22/09/2015 - 19:35
A candidata democrata à Casa Branca Hillary Clinton expressou nesta terça-feira sua rejeição a um projeto do oleoduto de Keystone XL entre os Estados Unidos e o Canadá, depois de meses de silêncio que foram reprovados por movimentos de esquerda e ecologistas.
“É imperativo que consideremos o oleoduto de Keystone como o percebo, ou seja, uma coisa que nos desvia do importante trabalho que devemos fazer sobre a mudança climática”, declarou Clinton durante uma visita de campanha em Iowa.

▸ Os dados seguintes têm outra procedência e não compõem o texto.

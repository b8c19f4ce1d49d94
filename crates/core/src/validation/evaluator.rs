//! Schema evaluator: pure logic, no I/O.

use serde_json::{Map, Value};
use validator::ValidateEmail;

use super::rules::{
    FieldViolation, ValidationErrors, ViolationKind, MIN_NAME_LENGTH, MIN_PHONE_DIGITS,
};
use crate::lead::{normalize_tags, LeadDraft, LeadField, NewLead};

/// Validate an untrusted JSON body into a normalized creation payload.
///
/// Unknown keys are ignored and `null` counts as absent. A known key holding
/// the wrong JSON type is reported as [`ViolationKind::InvalidFormat`]. A
/// body that is not an object is treated as an empty one.
pub fn validate_insert_payload(raw: &Value) -> Result<NewLead, ValidationErrors> {
    let empty = Map::new();
    let obj = raw.as_object().unwrap_or(&empty);
    let (draft, type_violations) = draft_from_json(obj);
    check(&draft, type_violations)
}

/// Validate a typed draft into a normalized creation payload.
pub fn validate_draft(draft: &LeadDraft) -> Result<NewLead, ValidationErrors> {
    check(draft, Vec::new())
}

fn check(
    draft: &LeadDraft,
    mut type_violations: Vec<FieldViolation>,
) -> Result<NewLead, ValidationErrors> {
    let mut violations = Vec::new();

    for field in LeadField::ALL {
        // A type violation already says everything about the field.
        if let Some(pos) = type_violations.iter().position(|v| v.field == field) {
            violations.push(type_violations.swap_remove(pos));
            continue;
        }
        if let Some(violation) = evaluate_field(field, draft) {
            violations.push(violation);
        }
    }

    if violations.is_empty() {
        Ok(draft.normalize())
    } else {
        Err(ValidationErrors::new(violations))
    }
}

fn evaluate_field(field: LeadField, draft: &LeadDraft) -> Option<FieldViolation> {
    match field {
        LeadField::CompanyName | LeadField::FullName => {
            evaluate_min_length(field, draft.text(field), MIN_NAME_LENGTH)
        }
        LeadField::Industry | LeadField::CompanySize | LeadField::Position => {
            evaluate_required(field, draft.text(field))
        }
        LeadField::Challenges => {
            if normalize_tags(&draft.challenges).is_empty() {
                Some(FieldViolation::missing(field))
            } else {
                None
            }
        }
        LeadField::Email => evaluate_email(draft.text(field)),
        LeadField::Phone => evaluate_phone(draft.text(field)),
        LeadField::MainChallenge
        | LeadField::ImpactLevel
        | LeadField::InterestedSolutions
        | LeadField::Motivation
        | LeadField::PreferredTime
        | LeadField::Budget
        | LeadField::Urgency
        | LeadField::Comments => None,
    }
}

fn evaluate_required(field: LeadField, value: Option<&str>) -> Option<FieldViolation> {
    match value {
        None => Some(FieldViolation::missing(field)),
        Some(_) => None,
    }
}

fn evaluate_min_length(field: LeadField, value: Option<&str>, min: usize) -> Option<FieldViolation> {
    let value = match value {
        None => return Some(FieldViolation::missing(field)),
        Some(v) => v,
    };
    if value.chars().count() < min {
        return Some(FieldViolation::new(
            field,
            ViolationKind::TooShort,
            format!("{} must have at least {min} characters", field.label()),
        ));
    }
    None
}

fn evaluate_email(value: Option<&str>) -> Option<FieldViolation> {
    let value = match value {
        None => return Some(FieldViolation::missing(LeadField::Email)),
        Some(v) => v,
    };
    if !value.validate_email() {
        return Some(FieldViolation::new(
            LeadField::Email,
            ViolationKind::InvalidFormat,
            "Invalid email",
        ));
    }
    None
}

fn evaluate_phone(value: Option<&str>) -> Option<FieldViolation> {
    let value = match value {
        None => return Some(FieldViolation::missing(LeadField::Phone)),
        Some(v) => v,
    };
    let digits = value.chars().filter(char::is_ascii_digit).count();
    if digits < MIN_PHONE_DIGITS {
        return Some(FieldViolation::new(
            LeadField::Phone,
            ViolationKind::TooShort,
            format!("Phone must have at least {MIN_PHONE_DIGITS} digits"),
        ));
    }
    None
}

// ---------------------------------------------------------------------------
// JSON extraction
// ---------------------------------------------------------------------------

fn draft_from_json(obj: &Map<String, Value>) -> (LeadDraft, Vec<FieldViolation>) {
    let mut draft = LeadDraft::default();
    let mut violations = Vec::new();

    for field in LeadField::ALL {
        let value = match obj.get(field.as_str()) {
            None | Some(Value::Null) => continue,
            Some(v) => v,
        };

        if field.is_tag_set() {
            match tags_from_json(value) {
                Some(tags) if field == LeadField::Challenges => draft.challenges = tags,
                Some(tags) => draft.interested_solutions = tags,
                None => violations.push(FieldViolation::new(
                    field,
                    ViolationKind::InvalidFormat,
                    format!("{} must be a list of strings", field.label()),
                )),
            }
        } else {
            match value.as_str() {
                Some(s) => draft.set_text(field, s),
                None => violations.push(FieldViolation::new(
                    field,
                    ViolationKind::InvalidFormat,
                    format!("{} must be a string", field.label()),
                )),
            }
        }
    }

    (draft, violations)
}

fn tags_from_json(value: &Value) -> Option<Vec<String>> {
    value
        .as_array()?
        .iter()
        .map(|tag| tag.as_str().map(str::to_string))
        .collect()
}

“Do meu ponto de vista, é algo que nos impede de avançar em todos os outros temas. Por isso me oponho”, afirmou a ex-senadora e ex-secretária de Estado.

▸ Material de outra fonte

//! Handlers for the lead resource.
//!
//! Request bodies are taken as raw JSON so the schema evaluator can report
//! every invalid field at once, rather than failing on the first
//! deserialization error.

use axum::extract::rejection::JsonRejection;
use axum::extract::{Path, State};
use axum::response::IntoResponse;
use axum::Json;
use automind_core::error::CoreError;
use automind_core::validation::validate_insert_payload;
use serde_json::Value;

use crate::error::{AppError, AppResult};
use crate::state::AppState;

/// POST /api/leads
///
/// Validate the payload against the lead schema and store it.
pub async fn create_lead(
    State(state): State<AppState>,
    payload: Result<Json<Value>, JsonRejection>,
) -> AppResult<impl IntoResponse> {
    let Json(raw) = payload?;
    let input = validate_insert_payload(&raw).map_err(CoreError::from)?;

    let lead = state.store.create_lead(input).await?;

    tracing::info!(
        lead_id = %lead.id,
        storage = state.store.backend().as_str(),
        "Lead created",
    );

    Ok(Json(lead))
}

/// GET /api/leads
///
/// All leads, newest first.
pub async fn list_leads(State(state): State<AppState>) -> AppResult<impl IntoResponse> {
    let leads = state.store.get_all_leads().await?;
    tracing::debug!(count = leads.len(), "Listed leads");
    Ok(Json(leads))
}

/// GET /api/leads/{id}
pub async fn get_lead(
    State(state): State<AppState>,
    Path(id): Path<String>,
) -> AppResult<impl IntoResponse> {
    let lead = state
        .store
        .get_lead(&id)
        .await?
        .ok_or(AppError::Core(CoreError::NotFound { entity: "Lead", id }))?;

    Ok(Json(lead))
}
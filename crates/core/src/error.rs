use crate::validation::ValidationErrors;

#[derive(Debug, thiserror::Error)]
pub enum CoreError {
    #[error("Entity not found: {entity} with id {id}")]
    NotFound { entity: &'static str, id: String },

    #[error("Validation failed: {0}")]
    Validation(#[from] ValidationErrors),
}
//! Lead schema validation.
//!
//! Pure logic shared by the wizard (pre-check) and the API (authoritative
//! check). Validation is total: every field is evaluated and all violations
//! come back together.

pub mod evaluator;
pub mod rules;

pub use evaluator::{validate_draft, validate_insert_payload};
pub use rules::{FieldViolation, ValidationErrors, ViolationKind};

Até agora, Hillary Clinton havia se negado a dizer se apoiava ou não o projeto petroleiro, um silêncio que contrastava com a oposição franca de vários democratas no Congresso e de seu rival nas primárias de seu partido, Bernie Sanders.
O projeto de oleoduto de Keystone XL, de cerca de 1.900 km – dos quais 1.400 km nos Estados Unidos – permitiria o transporte de petróleo das areias betuminosas de Alberta, Canadá, até o centro dos EUA, em Nebraska, de onde poderia ser distribuído às refinarias do país no golfo do México.

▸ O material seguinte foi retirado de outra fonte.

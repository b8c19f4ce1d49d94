//! Repository for the `leads` table.
//!
//! Leads are write-once, so only insert and read operations exist. The
//! database assigns `id` and `created_at`.

use automind_core::lead::{Lead, NewLead};
use automind_core::types::LeadId;
use sqlx::PgPool;

use crate::models::lead::LeadRow;

/// Column list for `leads` queries.
const COLUMNS: &str = "\
    id, company_name, industry, company_size, position, \
    challenges, main_challenge, impact_level, \
    interested_solutions, motivation, \
    full_name, email, phone, preferred_time, budget, urgency, comments, \
    created_at";

/// Provides data access for leads.
pub struct LeadRepo;

impl LeadRepo {
    /// Insert a lead, letting the database generate `id` and `created_at`.
    pub async fn create(pool: &PgPool, input: &NewLead) -> Result<Lead, sqlx::Error> {
        let query = format!(
            "INSERT INTO leads \
                 (company_name, industry, company_size, position, \
                  challenges, main_challenge, impact_level, \
                  interested_solutions, motivation, \
                  full_name, email, phone, preferred_time, budget, urgency, comments) \
             VALUES ($1, $2, $3, $4, $5, $6, $7, $8, $9, $10, $11, $12, $13, $14, $15, $16) \
             RETURNING {COLUMNS}"
        );
        let row = sqlx::query_as::<_, LeadRow>(&query)
            .bind(&input.company_name)
            .bind(&input.industry)
            .bind(&input.company_size)
            .bind(&input.position)
            .bind(&input.challenges)
            .bind(&input.main_challenge)
            .bind(&input.impact_level)
            .bind(&input.interested_solutions)
            .bind(&input.motivation)
            .bind(&input.full_name)
            .bind(&input.email)
            .bind(&input.phone)
            .bind(&input.preferred_time)
            .bind(&input.budget)
            .bind(&input.urgency)
            .bind(&input.comments)
            .fetch_one(pool)
            .await?;
        Ok(row.into())
    }

    /// Find a lead by its ID.
    pub async fn find_by_id(pool: &PgPool, id: LeadId) -> Result<Option<Lead>, sqlx::Error> {
        let query = format!("SELECT {COLUMNS} FROM leads WHERE id = $1");
        let row = sqlx::query_as::<_, LeadRow>(&query)
            .bind(id)
            .fetch_optional(pool)
            .await?;
        Ok(row.map(Lead::from))
    }

    /// List all leads, newest first. `seq` breaks `created_at` ties so the
    /// most recent insert wins.
    pub async fn list_all(pool: &PgPool) -> Result<Vec<Lead>, sqlx::Error> {
        let query = format!("SELECT {COLUMNS} FROM leads ORDER BY created_at DESC, seq DESC");
        let rows = sqlx::query_as::<_, LeadRow>(&query)
            .fetch_all(pool)
            .await?;
        Ok(rows.into_iter().map(Lead::from).collect())
    }
}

Como o projeto atravessa uma fronteira, o departamento de Estado (que Hillary Clinton dirigiu entre 2009-2013) deve dar sua aprovação. Mas sete anos depois da primeira solicitação do operador TransCanada, o caso ainda está em estudo.
A última decisão é do presidente Barack Obama.
A maioria dos democratas e ONGs ecologistas se opõe devido ao risco de vazamento, mas os republicanos apoiam o projeto, que supostamente seria uma fonte de empregos.